The plane continued its steep descent and once the clouds cleared, Dan peered down. Rice fields. It had been a lifetime, but those fields hadn’t lost their emerald color. When the sunlight hit the checkerboard mirrors of water-submerged paddies, they still glinted like knives. And those rivers that slithered through all that green still looked like venomous snakes.
Linda sneaked a look. “Oh, so pretty.”
Sài Gòn, now Hồ Chí Minh City, gradually came into view. Once familiar like the palm of his hand, the city’s skyline had become totally strange, punctuated by tall buildings gleaming with glass, and streets clogged with traffic.
“Look at all those high-rises.” Linda’s voice was full of excitement.
He wanted to tell her about the columns of smoke that used to fill the sky, the whistling sound of rockets as they approached the city, the flares that lit up the night, the street beggars who’d lost arms and legs, but he feared bringing up the memories.
He craned his body, looking for the sight of Tân Sơn Nhứt Airport, now called Tân Sơn Nhất, where he’d been stationed, at first just ferrying big shots and celebrities on what could be regarded basically as sightseeing jaunts. “Many are called but few are chosen, young Warrant Officer,” the First Sergeant had told him. “You were first in your class and look good in photos, just the way they like it. Be grateful.” One time he’d even flown a well-known Hollywood star out to a firebase. His aircraft commander and the other crew members were awestruck. But he found the presence of the visiting actor reinforced the odd sense he was having of playacting, being in some movie about the war rather than the real thing. While he was grateful not to be in combat, he also felt guilty and a need to test himself under fire. He thought that was the whole point of being there.
Eventually he was assigned as pilot and aircraft commander to the company’s slick platoon. Flying his Huey, a Bell UH-1D/H helicopter, he’d engaged in combat assaults and resupply missions, carrying rations, ammo, or live soldiers in, and sometimes dead or broken soldiers out. He had no way of knowing how those missions would change his life forever.
Tân Sơn Nhất Airport spread out before his eyes.

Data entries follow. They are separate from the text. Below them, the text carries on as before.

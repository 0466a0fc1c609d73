use serde::{Deserialize, Serialize};
use sqlx::FromRow;
use utoipa::{IntoParams, ToSchema};
use uuid::Uuid;
use validator::{Validate, ValidationError};

pub const EVENT_TYPES: [&str; 5] = ["holiday", "exam", "ptm", "activity", "other"];
pub const EVENT_STATUSES: [&str; 4] = ["upcoming", "ongoing", "completed", "cancelled"];

#[derive(Serialize, Deserialize, FromRow, Debug, Clone, PartialEq, ToSchema)]
pub struct Event {
    pub id: Uuid,
    pub title: String,
    pub description: Option<String>,
    #[sqlx(rename = "type")]
    #[serde(rename = "type")]
    pub event_type: String,
    pub start_date: chrono::NaiveDate,
    pub end_date: Option<chrono::NaiveDate>,
    pub start_time: Option<chrono::NaiveTime>,
    pub end_time: Option<chrono::NaiveTime>,
    pub location: Option<String>,
    pub target_audience: Option<String>,
    pub status: String,
    pub created_by: Option<Uuid>,
    pub created_at: chrono::DateTime<chrono::Utc>,
    pub updated_at: chrono::DateTime<chrono::Utc>,
}

#[derive(Debug, Deserialize, Validate, ToSchema)]
pub struct CreateEventDto {
    #[validate(length(min = 1, message = "Event title is required"))]
    pub title: String,
    pub description: Option<String>,
    #[serde(rename = "type", default = "default_event_type")]
    #[validate(custom(function = "validate_event_type"))]
    pub event_type: String,
    pub start_date: chrono::NaiveDate,
    pub end_date: Option<chrono::NaiveDate>,
    pub start_time: Option<chrono::NaiveTime>,
    pub end_time: Option<chrono::NaiveTime>,
    pub location: Option<String>,
    pub target_audience: Option<String>,
}

#[derive(Debug, Deserialize, Validate, ToSchema)]
pub struct UpdateEventDto {
    #[validate(length(min = 1, message = "Event title cannot be empty"))]
    pub title: Option<String>,
    pub description: Option<String>,
    #[serde(rename = "type")]
    #[validate(custom(function = "validate_event_type"))]
    pub event_type: Option<String>,
    pub start_date: Option<chrono::NaiveDate>,
    pub end_date: Option<chrono::NaiveDate>,
    pub start_time: Option<chrono::NaiveTime>,
    pub end_time: Option<chrono::NaiveTime>,
    pub location: Option<String>,
    pub target_audience: Option<String>,
    #[validate(custom(function = "validate_event_status"))]
    pub status: Option<String>,
}

#[derive(Debug, Deserialize, IntoParams)]
pub struct EventFilterParams {
    /// Filter by event type.
    #[serde(rename = "type")]
    pub event_type: Option<String>,
    /// Filter by lifecycle status.
    pub status: Option<String>,
    /// When true, only events starting today or later.
    pub upcoming: Option<bool>,
}

fn default_event_type() -> String {
    "other".to_string()
}

pub fn validate_event_type(value: &str) -> Result<(), ValidationError> {
    if EVENT_TYPES.contains(&value) {
        Ok(())
    } else {
        let mut err = ValidationError::new("type");
        err.message = Some("Invalid event type".into());
        Err(err)
    }
}

pub fn validate_event_status(value: &str) -> Result<(), ValidationError> {
    if EVENT_STATUSES.contains(&value) {
        Ok(())
    } else {
        let mut err = ValidationError::new("status");
        err.message = Some("Invalid event status".into());
        Err(err)
    }
}

#[cfg(test)]
mod tests {
    use super::*;

    #[test]
    fn test_create_event_dto_defaults_type() {
        let dto: CreateEventDto = serde_json::from_value(serde_json::json!({
            "title": "Sports Day",
            "start_date": "2026-09-12"
        }))
        .unwrap();
        assert_eq!(dto.event_type, "other");
        assert!(dto.validate().is_ok());
    }

    #[test]
    fn test_create_event_dto_rejects_unknown_type() {
        let dto: CreateEventDto = serde_json::from_value(serde_json::json!({
            "title": "Sports Day",
            "type": "festival",
            "start_date": "2026-09-12"
        }))
        .unwrap();
        assert!(dto.validate().is_err());
    }

    #[test]
    fn test_event_status_values() {
        assert!(validate_event_status("cancelled").is_ok());
        assert!(validate_event_status("postponed").is_err());
    }
}
use axum::{
    Json,
    extract::{Path, Query, State},
};
use tracing::instrument;
use uuid::Uuid;

use crate::middleware::auth::AuthUser;
use crate::middleware::role::check_admin;
use crate::modules::auth::controller::ErrorResponse;
use crate::modules::teachers::model::{
    CreateTeacherDto, Teacher, TeacherFilterParams, UpdateTeacherDto,
};
use crate::modules::teachers::service::TeacherService;
use crate::state::AppState;
use crate::utils::errors::AppError;
use crate::utils::response::ApiResponse;
use crate::validator::ValidatedJson;

#[utoipa::path(
    get,
    path = "/api/teachers",
    params(TeacherFilterParams),
    responses(
        (status = 200, description = "List of teachers", body = [Teacher]),
        (status = 401, description = "Unauthorized", body = ErrorResponse)
    ),
    security(("bearer_auth" = [])),
    tag = "Teachers"
)]
#[instrument(skip(state, _auth_user))]
pub async fn get_teachers(
    State(state): State<AppState>,
    _auth_user: AuthUser,
    Query(filters): Query<TeacherFilterParams>,
) -> Result<Json<ApiResponse<Vec<Teacher>>>, AppError> {
    let teachers = TeacherService::get_teachers(&state.db, filters).await?;
    Ok(Json(ApiResponse::data(teachers)))
}

#[utoipa::path(
    get,
    path = "/api/teachers/{id}",
    params(("id" = Uuid, Path, description = "Teacher ID")),
    responses(
        (status = 200, description = "Teacher details", body = Teacher),
        (status = 401, description = "Unauthorized", body = ErrorResponse),
        (status = 404, description = "Teacher not found", body = ErrorResponse)
    ),
    security(("bearer_auth" = [])),
    tag = "Teachers"
)]
#[instrument(skip(state, _auth_user))]
pub async fn get_teacher(
    State(state): State<AppState>,
    _auth_user: AuthUser,
    Path(id): Path<Uuid>,
) -> Result<Json<ApiResponse<Teacher>>, AppError> {
    let teacher = TeacherService::get_teacher_by_id(&state.db, id).await?;
    Ok(Json(ApiResponse::data(teacher)))
}

#[utoipa::path(
    post,
    path = "/api/teachers",
    request_body = CreateTeacherDto,
    responses(
        (status = 200, description = "Teacher added successfully", body = Teacher),
        (status = 400, description = "Validation error or duplicate email", body = ErrorResponse),
        (status = 401, description = "Unauthorized", body = ErrorResponse),
        (status = 403, description = "Forbidden - admin only", body = ErrorResponse)
    ),
    security(("bearer_auth" = [])),
    tag = "Teachers"
)]
#[instrument(skip(state, auth_user, dto))]
pub async fn create_teacher(
    State(state): State<AppState>,
    auth_user: AuthUser,
    ValidatedJson(dto): ValidatedJson<CreateTeacherDto>,
) -> Result<Json<ApiResponse<Teacher>>, AppError> {
    check_admin(&auth_user)?;

    let teacher = TeacherService::create_teacher(&state.db, dto).await?;
    Ok(Json(ApiResponse::with_message(
        "Teacher added successfully",
        teacher,
    )))
}

#[utoipa::path(
    put,
    path = "/api/teachers/{id}",
    params(("id" = Uuid, Path, description = "Teacher ID")),
    request_body = UpdateTeacherDto,
    responses(
        (status = 200, description = "Teacher updated successfully", body = Teacher),
        (status = 400, description = "Validation error or duplicate email", body = ErrorResponse),
        (status = 401, description = "Unauthorized", body = ErrorResponse),
        (status = 403, description = "Forbidden - admin only", body = ErrorResponse),
        (status = 404, description = "Teacher not found", body = ErrorResponse)
    ),
    security(("bearer_auth" = [])),
    tag = "Teachers"
)]
#[instrument(skip(state, auth_user, dto))]
pub async fn update_teacher(
    State(state): State<AppState>,
    auth_user: AuthUser,
    Path(id): Path<Uuid>,
    ValidatedJson(dto): ValidatedJson<UpdateTeacherDto>,
) -> Result<Json<ApiResponse<Teacher>>, AppError> {
    check_admin(&auth_user)?;

    let teacher = TeacherService::update_teacher(&state.db, id, dto).await?;
    Ok(Json(ApiResponse::with_message(
        "Teacher updated successfully",
        teacher,
    )))
}

#[utoipa::path(
    delete,
    path = "/api/teachers/{id}",
    params(("id" = Uuid, Path, description = "Teacher ID")),
    responses(
        (status = 200, description = "Teacher deleted successfully"),
        (status = 401, description = "Unauthorized", body = ErrorResponse),
        (status = 403, description = "Forbidden - admin only", body = ErrorResponse),
        (status = 404, description = "Teacher not found", body = ErrorResponse)
    ),
    security(("bearer_auth" = [])),
    tag = "Teachers"
)]
#[instrument(skip(state, auth_user))]
pub async fn delete_teacher(
    State(state): State<AppState>,
    auth_user: AuthUser,
    Path(id): Path<Uuid>,
) -> Result<Json<ApiResponse<()>>, AppError> {
    check_admin(&auth_user)?;

    TeacherService::delete_teacher(&state.db, id).await?;
    Ok(Json(ApiResponse::message("Teacher deleted successfully")))
}
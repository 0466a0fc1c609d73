use std::env;

#[derive(Clone, Debug)]
pub struct JwtConfig {
    pub secret: String,
    pub access_token_expiry: i64,
    pub reset_token_expiry: i64,
}

impl JwtConfig {
    pub fn from_env() -> Self {
        Self {
            secret: env::var("JWT_SECRET")
                .unwrap_or_else(|_| "your-secret-key-change-in-production".to_string()),
            access_token_expiry: env::var("JWT_ACCESS_EXPIRY")
                .ok()
                .and_then(|s| s.parse().ok())
                .unwrap_or(604800), // 7 days
            reset_token_expiry: env::var("JWT_RESET_EXPIRY")
                .ok()
                .and_then(|s| s.parse().ok())
                .unwrap_or(900), // 15 minutes
        }
    }
}
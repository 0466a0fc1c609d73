use anyhow::Context;
use sqlx::PgPool;
use tracing::instrument;
use uuid::Uuid;

use crate::modules::grades::model::{
    CreateGradeDto, Grade, GradeWithSubjects, SubjectSummary, UpdateGradeDto,
};
use crate::utils::errors::AppError;

pub struct GradeService;

impl GradeService {
    #[instrument(skip(db))]
    pub async fn get_grades(db: &PgPool) -> Result<Vec<GradeWithSubjects>, AppError> {
        let grades = sqlx::query_as::<_, Grade>(
            "SELECT id, name, segment, subjects, description, created_at, updated_at
             FROM grades ORDER BY segment, name",
        )
        .fetch_all(db)
        .await
        .context("Failed to fetch grades")
        .map_err(AppError::database)?;

        let mut result = Vec::with_capacity(grades.len());
        for grade in grades {
            let subjects_details = Self::fetch_subject_summaries(db, &grade.subjects).await?;
            result.push(GradeWithSubjects {
                grade,
                subjects_details,
            });
        }

        Ok(result)
    }

    #[instrument(skip(db))]
    pub async fn get_grade_by_id(db: &PgPool, id: Uuid) -> Result<GradeWithSubjects, AppError> {
        let grade = sqlx::query_as::<_, Grade>(
            "SELECT id, name, segment, subjects, description, created_at, updated_at
             FROM grades WHERE id = $1",
        )
        .bind(id)
        .fetch_optional(db)
        .await
        .context("Failed to fetch grade by ID")
        .map_err(AppError::database)?
        .ok_or_else(|| AppError::not_found(anyhow::anyhow!("Grade not found")))?;

        let subjects_details = Self::fetch_subject_summaries(db, &grade.subjects).await?;

        Ok(GradeWithSubjects {
            grade,
            subjects_details,
        })
    }

    #[instrument(skip(db, dto))]
    pub async fn create_grade(db: &PgPool, dto: CreateGradeDto) -> Result<Grade, AppError> {
        let existing: Option<(Uuid,)> = sqlx::query_as("SELECT id FROM grades WHERE name = $1")
            .bind(&dto.name)
            .fetch_optional(db)
            .await
            .map_err(AppError::database)?;

        if existing.is_some() {
            return Err(AppError::bad_request(anyhow::anyhow!(
                "Grade name already exists"
            )));
        }

        Self::ensure_subjects_exist(db, &dto.subjects).await?;

        let grade = sqlx::query_as::<_, Grade>(
            "INSERT INTO grades (name, segment, subjects, description)
             VALUES ($1, $2, $3, $4)
             RETURNING id, name, segment, subjects, description, created_at, updated_at",
        )
        .bind(&dto.name)
        .bind(&dto.segment)
        .bind(&dto.subjects)
        .bind(&dto.description)
        .fetch_one(db)
        .await
        .map_err(|e| {
            if let sqlx::Error::Database(db_err) = &e {
                if db_err.is_unique_violation() {
                    return AppError::bad_request(anyhow::anyhow!("Grade name already exists"));
                }
            }
            AppError::database(anyhow::Error::from(e))
        })?;

        Ok(grade)
    }

    #[instrument(skip(db, dto))]
    pub async fn update_grade(
        db: &PgPool,
        id: Uuid,
        dto: UpdateGradeDto,
    ) -> Result<Grade, AppError> {
        let existing = Self::get_grade_by_id(db, id).await?.grade;

        if let Some(name) = &dto.name {
            let duplicate: Option<(Uuid,)> =
                sqlx::query_as("SELECT id FROM grades WHERE name = $1 AND id <> $2")
                    .bind(name)
                    .bind(id)
                    .fetch_optional(db)
                    .await
                    .map_err(AppError::database)?;

            if duplicate.is_some() {
                return Err(AppError::bad_request(anyhow::anyhow!(
                    "Grade name already exists"
                )));
            }
        }

        if let Some(subjects) = &dto.subjects {
            Self::ensure_subjects_exist(db, subjects).await?;
        }

        let grade = sqlx::query_as::<_, Grade>(
            "UPDATE grades
             SET name = $1, segment = $2, subjects = $3, description = $4, updated_at = NOW()
             WHERE id = $5
             RETURNING id, name, segment, subjects, description, created_at, updated_at",
        )
        .bind(dto.name.unwrap_or(existing.name))
        .bind(dto.segment.unwrap_or(existing.segment))
        .bind(dto.subjects.unwrap_or(existing.subjects))
        .bind(dto.description.or(existing.description))
        .bind(id)
        .fetch_one(db)
        .await
        .context("Failed to update grade")
        .map_err(AppError::database)?;

        Ok(grade)
    }

    #[instrument(skip(db))]
    pub async fn delete_grade(db: &PgPool, id: Uuid) -> Result<(), AppError> {
        let result = sqlx::query("DELETE FROM grades WHERE id = $1")
            .bind(id)
            .execute(db)
            .await
            .context("Failed to delete grade")
            .map_err(AppError::database)?;

        if result.rows_affected() == 0 {
            return Err(AppError::not_found(anyhow::anyhow!("Grade not found")));
        }

        Ok(())
    }

    async fn fetch_subject_summaries(
        db: &PgPool,
        subject_ids: &[Uuid],
    ) -> Result<Vec<SubjectSummary>, AppError> {
        if subject_ids.is_empty() {
            return Ok(Vec::new());
        }

        sqlx::query_as::<_, SubjectSummary>(
            "SELECT id, name FROM subjects WHERE id = ANY($1) ORDER BY name",
        )
        .bind(subject_ids)
        .fetch_all(db)
        .await
        .context("Failed to fetch grade subjects")
        .map_err(AppError::database)
    }

    async fn ensure_subjects_exist(db: &PgPool, subject_ids: &[Uuid]) -> Result<(), AppError> {
        if subject_ids.is_empty() {
            return Ok(());
        }

        let count: (i64,) = sqlx::query_as("SELECT COUNT(*) FROM subjects WHERE id = ANY($1)")
            .bind(subject_ids)
            .fetch_one(db)
            .await
            .map_err(AppError::database)?;

        if count.0 as usize != subject_ids.len() {
            return Err(AppError::bad_request(anyhow::anyhow!(
                "One or more subjects do not exist"
            )));
        }

        Ok(())
    }
}
// SPDX-FileCopyrightText: 2025 Jason Pena <jasonpena@awkless.com>
// SPDX-License-Identifier: MIT

//! Profile animation generation.
//!
//! The animation itself comes from an external generator program that
//! plumage treats as a black box: give it an account name and an output
//! path, get an artifact file back. The [`Generate`] trait models that
//! capability so tests can swap the real program out.

use std::{
    fs::create_dir_all,
    path::{Path, PathBuf},
    process::Command,
};
use tracing::{info, instrument};

/// Handle on a generated artifact file.
#[derive(Debug, Clone, PartialEq, Eq)]
pub struct ArtifactRef {
    pub path: PathBuf,
}

/// Layer of indirection for animation generation.
pub trait Generate {
    /// Produce an animation artifact for the account at the output path.
    fn generate(&self, account: &str, output: &Path) -> Result<ArtifactRef>;
}

/// Generator backed by an external program.
///
/// The program is invoked as `program <account> <output>` and is expected
/// to leave an artifact at the output path on success.
#[derive(Debug, Clone)]
pub struct CommandGenerator {
    program: PathBuf,
}

impl CommandGenerator {
    /// Construct new command generator.
    pub fn new(program: impl Into<PathBuf>) -> Self {
        Self {
            program: program.into(),
        }
    }
}

impl Generate for CommandGenerator {
    /// Produce an animation artifact for the account at the output path.
    ///
    /// Creates missing parent directories of the output path before
    /// spawning the program.
    ///
    /// # Errors
    ///
    /// - Return [`AnimateError::Syscall`] if the program cannot be spawned.
    /// - Return [`AnimateError::Generator`] if the program exits non-zero.
    /// - Return [`AnimateError::MissingArtifact`] if no artifact shows up.
    #[instrument(skip(self), level = "debug")]
    fn generate(&self, account: &str, output: &Path) -> Result<ArtifactRef> {
        if let Some(parent) = output.parent().filter(|parent| !parent.as_os_str().is_empty()) {
            create_dir_all(parent)?;
        }

        let status = Command::new(&self.program)
            .arg(account)
            .arg(output)
            .status()?;
        if !status.success() {
            return Err(AnimateError::Generator {
                program: self.program.clone(),
                status,
            });
        }

        // INVARIANT: The generator must leave an artifact at the output path.
        if !output.exists() {
            return Err(AnimateError::MissingArtifact {
                path: output.to_path_buf(),
            });
        }

        info!("animation artifact at {}", output.display());
        Ok(ArtifactRef {
            path: output.to_path_buf(),
        })
    }
}

/// Animation generation error types.
#[derive(Debug, thiserror::Error)]
pub enum AnimateError {
    /// Generator program cannot be spawned.
    #[error(transparent)]
    Syscall(#[from] std::io::Error),

    /// Generator program exited with a failure status.
    #[error("generator {program:?} exited with {status}")]
    Generator {
        program: PathBuf,
        status: std::process::ExitStatus,
    },

    /// Generator program produced no artifact.
    #[error("generator produced no artifact at {:?}", path.display())]
    MissingArtifact { path: PathBuf },
}

/// Friendly result alias :3
pub type Result<T, E = AnimateError> = std::result::Result<T, E>;

#[cfg(test)]
mod tests {
    use super::*;
    use pretty_assertions::assert_eq;
    use sealed_test::prelude::*;

    #[cfg(unix)]
    fn fake_generator(script: &str) -> anyhow::Result<PathBuf> {
        use std::os::unix::fs::PermissionsExt;

        let path = PathBuf::from("./generator.sh");
        std::fs::write(&path, script)?;
        std::fs::set_permissions(&path, std::fs::Permissions::from_mode(0o755))?;

        Ok(path)
    }

    #[cfg(unix)]
    #[sealed_test]
    fn generate_persists_artifact() -> anyhow::Result<()> {
        let program = fake_generator("#!/bin/sh\nprintf svg > \"$2\"\n")?;

        let generator = CommandGenerator::new(program);
        let artifact = generator.generate("octocat", Path::new("dist/animation.svg"))?;

        assert_eq!(artifact.path, PathBuf::from("dist/animation.svg"));
        assert_eq!(std::fs::read_to_string(&artifact.path)?, "svg");

        Ok(())
    }

    #[cfg(unix)]
    #[sealed_test]
    fn generate_reports_failing_program() -> anyhow::Result<()> {
        let program = fake_generator("#!/bin/sh\nexit 3\n")?;

        let generator = CommandGenerator::new(program);
        let result = generator.generate("octocat", Path::new("animation.svg"));

        assert!(matches!(result, Err(AnimateError::Generator { .. })));

        Ok(())
    }

    #[cfg(unix)]
    #[sealed_test]
    fn generate_reports_missing_artifact() -> anyhow::Result<()> {
        let program = fake_generator("#!/bin/sh\nexit 0\n")?;

        let generator = CommandGenerator::new(program);
        let result = generator.generate("octocat", Path::new("animation.svg"));

        assert!(matches!(result, Err(AnimateError::MissingArtifact { .. })));

        Ok(())
    }
}
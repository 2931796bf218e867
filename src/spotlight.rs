// SPDX-FileCopyrightText: 2025 Jason Pena <jasonpena@awkless.com>
// SPDX-License-Identifier: MIT

//! Spotlight line rendering.
//!
//! Turn a ranked listing of repositories into the single line of markup
//! that gets planted in the profile README. Rendering is a pure function
//! of its inputs, so the same ranking and the same replacements always
//! produce byte-identical output. The publisher depends on that to decide
//! whether anything actually changed.

use crate::{config::Replacement, rank::Repository};

use std::collections::HashMap;

/// Fixed trailing pointer back to the automation itself.
pub const POINTER: &str =
    r#" <sub><a href="https://github.com/awkless/plumage" target="_blank">(automated)</a></sub>"#;

/// Display name and link for one spotlighted repository.
#[derive(Debug, Clone, PartialEq, Eq)]
pub struct ResolvedLink {
    pub label: String,
    pub href: String,
}

/// Resolve a repository to its display name and link.
///
/// A replacement keyed by the repository's short name wins. Otherwise the
/// short name itself and the default GitHub URL for the full name are used.
pub fn resolve(repo: &Repository, overrides: &HashMap<String, Replacement>) -> ResolvedLink {
    match overrides.get(repo.short_name()) {
        Some(replacement) => ResolvedLink {
            label: replacement.name.clone(),
            href: replacement.link.clone(),
        },
        None => ResolvedLink {
            label: repo.short_name().to_string(),
            href: format!("https://github.com/{}", repo.full_name()),
        },
    }
}

/// Render resolved links into the spotlight fragment.
///
/// Each link becomes a bold anchor. Links join with `", "` in ranking
/// order, followed by the fixed pointer.
pub fn render(links: &[ResolvedLink]) -> String {
    let anchors: Vec<String> = links
        .iter()
        .map(|link| {
            format!(
                r#"<a href="{}" target="_blank"><b>{}</b></a>"#,
                link.href, link.label
            )
        })
        .collect();

    format!("{}{POINTER}", anchors.join(", "))
}

#[cfg(test)]
mod tests {
    use super::*;
    use pretty_assertions::assert_eq;

    fn overrides() -> HashMap<String, Replacement> {
        HashMap::from([(
            "repo-a".to_string(),
            Replacement {
                name: "Cool Project".into(),
                link: "https://cool.example".into(),
            },
        )])
    }

    #[test]
    fn resolve_prefers_replacement() {
        let repo = Repository::new("octocat/repo-a");

        let result = resolve(&repo, &overrides());

        let expect = ResolvedLink {
            label: "Cool Project".into(),
            href: "https://cool.example".into(),
        };
        assert_eq!(result, expect);
    }

    #[test]
    fn resolve_falls_back_to_github_url() {
        let repo = Repository::new("octocat/repo-b");

        let result = resolve(&repo, &overrides());

        let expect = ResolvedLink {
            label: "repo-b".into(),
            href: "https://github.com/octocat/repo-b".into(),
        };
        assert_eq!(result, expect);
    }

    #[test]
    fn render_replaced_repository_hides_raw_url() {
        let repo = Repository::new("octocat/repo-a");
        let links = vec![resolve(&repo, &overrides())];

        let result = render(&links);

        assert!(result.contains(r#"<a href="https://cool.example" target="_blank"><b>Cool Project</b></a>"#));
        assert!(!result.contains("https://github.com/octocat/repo-a"));
    }

    #[test]
    fn render_joins_in_ranking_order() {
        let links = vec![
            ResolvedLink {
                label: "alpha".into(),
                href: "https://github.com/octocat/alpha".into(),
            },
            ResolvedLink {
                label: "beta".into(),
                href: "https://github.com/octocat/beta".into(),
            },
        ];

        let result = render(&links);

        let expect = format!(
            r#"<a href="https://github.com/octocat/alpha" target="_blank"><b>alpha</b></a>, <a href="https://github.com/octocat/beta" target="_blank"><b>beta</b></a>{POINTER}"#
        );
        assert_eq!(result, expect);
    }

    #[test]
    fn render_is_deterministic() {
        let links = vec![ResolvedLink {
            label: "alpha".into(),
            href: "https://github.com/octocat/alpha".into(),
        }];

        assert_eq!(render(&links), render(&links));
    }
}
// SPDX-FileCopyrightText: 2025 Jason Pena <jasonpena@awkless.com>
// SPDX-License-Identifier: MIT

//! Hand changed files to Git.
//!
//! Plumage never owns the repository it writes into. Once a job decides
//! that content changed, staging, committing, and pushing belong to Git
//! itself, reached through non-interactive system calls. The [`Publish`]
//! trait keeps that hand-off mockable for callers that only care about the
//! changed/unchanged signal.

use std::{
    ffi::{OsStr, OsString},
    path::{Path, PathBuf},
    process::Command,
};
use tracing::{info, instrument};

/// Layer of indirection for the commit-and-push hand-off.
pub trait Publish {
    /// Stage the given paths, commit them, and push the result.
    fn publish(
        &self,
        paths: impl IntoIterator<Item = impl AsRef<Path>>,
        message: &str,
    ) -> Result<()>;
}

/// Publisher backed by the Git binary.
#[derive(Debug, Clone)]
pub struct GitCli {
    repo_dir: PathBuf,
}

impl GitCli {
    /// Construct new Git publisher rooted at the given repository.
    pub fn new(repo_dir: impl Into<PathBuf>) -> Self {
        Self {
            repo_dir: repo_dir.into(),
        }
    }

    /// Stage the given paths and commit them.
    ///
    /// # Errors
    ///
    /// - Return [`PublishError::Syscall`] if any Git call fails.
    #[instrument(skip(self, paths), level = "debug")]
    pub fn stage_and_commit(
        &self,
        paths: impl IntoIterator<Item = impl AsRef<Path>>,
        message: &str,
    ) -> Result<()> {
        let mut args = self.base_args();
        args.extend(["add".into(), "--".into()]);
        args.extend(
            paths
                .into_iter()
                .map(|path| path.as_ref().as_os_str().to_os_string()),
        );
        syscall_non_interactive("git", args)?;

        let mut args = self.base_args();
        args.extend(["commit".into(), "-m".into(), message.into()]);
        let output = syscall_non_interactive("git", args)?;
        info!("{output}");

        Ok(())
    }

    /// Push the current branch to its upstream.
    ///
    /// # Errors
    ///
    /// - Return [`PublishError::Syscall`] if the Git call fails.
    pub fn push(&self) -> Result<()> {
        let mut args = self.base_args();
        args.push("push".into());
        let output = syscall_non_interactive("git", args)?;
        info!("{output}");

        Ok(())
    }

    fn base_args(&self) -> Vec<OsString> {
        vec!["-C".into(), self.repo_dir.clone().into_os_string()]
    }
}

impl Publish for GitCli {
    fn publish(
        &self,
        paths: impl IntoIterator<Item = impl AsRef<Path>>,
        message: &str,
    ) -> Result<()> {
        self.stage_and_commit(paths, message)?;
        self.push()
    }
}

fn syscall_non_interactive(
    cmd: impl AsRef<OsStr>,
    args: impl IntoIterator<Item = impl AsRef<OsStr>>,
) -> Result<String> {
    let output = Command::new(cmd.as_ref()).args(args).output()?;
    let stdout = String::from_utf8_lossy(output.stdout.as_slice()).into_owned();
    let stderr = String::from_utf8_lossy(output.stderr.as_slice()).into_owned();
    let mut message = String::new();

    if !stdout.is_empty() {
        message.push_str(format!("stdout: {stdout}").as_str());
    }

    if !stderr.is_empty() {
        message.push_str(format!("stderr: {stderr}").as_str());
    }

    // INVARIANT: Chomp trailing newlines.
    let message = message
        .strip_suffix("\r\n")
        .or(message.strip_suffix('\n'))
        .map(ToString::to_string)
        .unwrap_or(message);

    if !output.status.success() {
        return Err(PublishError::Syscall(std::io::Error::other(format!(
            "command {:?} failed:\n{message}",
            cmd.as_ref()
        ))));
    }

    Ok(message)
}

/// Publisher error types.
#[derive(Debug, thiserror::Error)]
pub enum PublishError {
    /// System call to Git fails.
    #[error(transparent)]
    Syscall(#[from] std::io::Error),
}

/// Friendly result alias :3
type Result<T, E = PublishError> = std::result::Result<T, E>;

#[cfg(test)]
mod tests {
    use super::*;
    use sealed_test::prelude::*;

    fn init_repo() -> Result<()> {
        syscall_non_interactive("git", ["init", "."])?;
        syscall_non_interactive("git", ["config", "user.name", "John Doe"])?;
        syscall_non_interactive("git", ["config", "user.email", "john@doe.com"])?;

        Ok(())
    }

    #[sealed_test]
    fn stage_and_commit_records_change() -> anyhow::Result<()> {
        init_repo()?;
        std::fs::write("README.md", "# Hello there!\n")?;

        let publisher = GitCli::new(".");
        publisher.stage_and_commit([Path::new("README.md")], "chore: refresh spotlight line")?;

        let subject = syscall_non_interactive("git", ["log", "-1", "--format=%s"])?;
        assert!(subject.ends_with("chore: refresh spotlight line"));

        Ok(())
    }

    #[sealed_test]
    fn commit_without_repository_fails() {
        let publisher = GitCli::new(".");

        let result = publisher.stage_and_commit([Path::new("README.md")], "chore: doomed");

        assert!(matches!(result, Err(PublishError::Syscall(_))));
    }
}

It looked unfamiliar, and a weight lifted from his chest. The place had changed. He shouldn’t worry so much. He was just a tourist now. A flabby American with a fanny pack accompanied by a woman with a selfie stick. No one needed to know he was a vet.
As he watched a flight attendant across from him lean back in her seat and adjust her áo dài, he was again flooded with memories. Kim had often worn the same type of dress, with a high collar and soft cloth flowing from her neck down to her knees. One day many years ago, he had admired her in her white áo dài getting ready for a Buddhist ceremony at a neighborhood pagoda. They’d just moved into the apartment he rented for her. She was standing by the window, her hand moving the comb down her river of hair. He was on the bed, astonished at the irony of his host country: the beauty and grace amid the horror.
“We’re here. Yay!” Linda said as the plane rolled to a stop. Dan squeezed his forehead. He’d tried to erase Kim from his life. He’d burned all her pictures. He’d tried to convince himself that she was just a dream, a ghost. But she had remained stubbornly real in his memories, and now she was rushing to him as he returned to the city where they’d met.
Again, he saw her beautiful eighteen-year-old face. Her brown eyes. Her tears.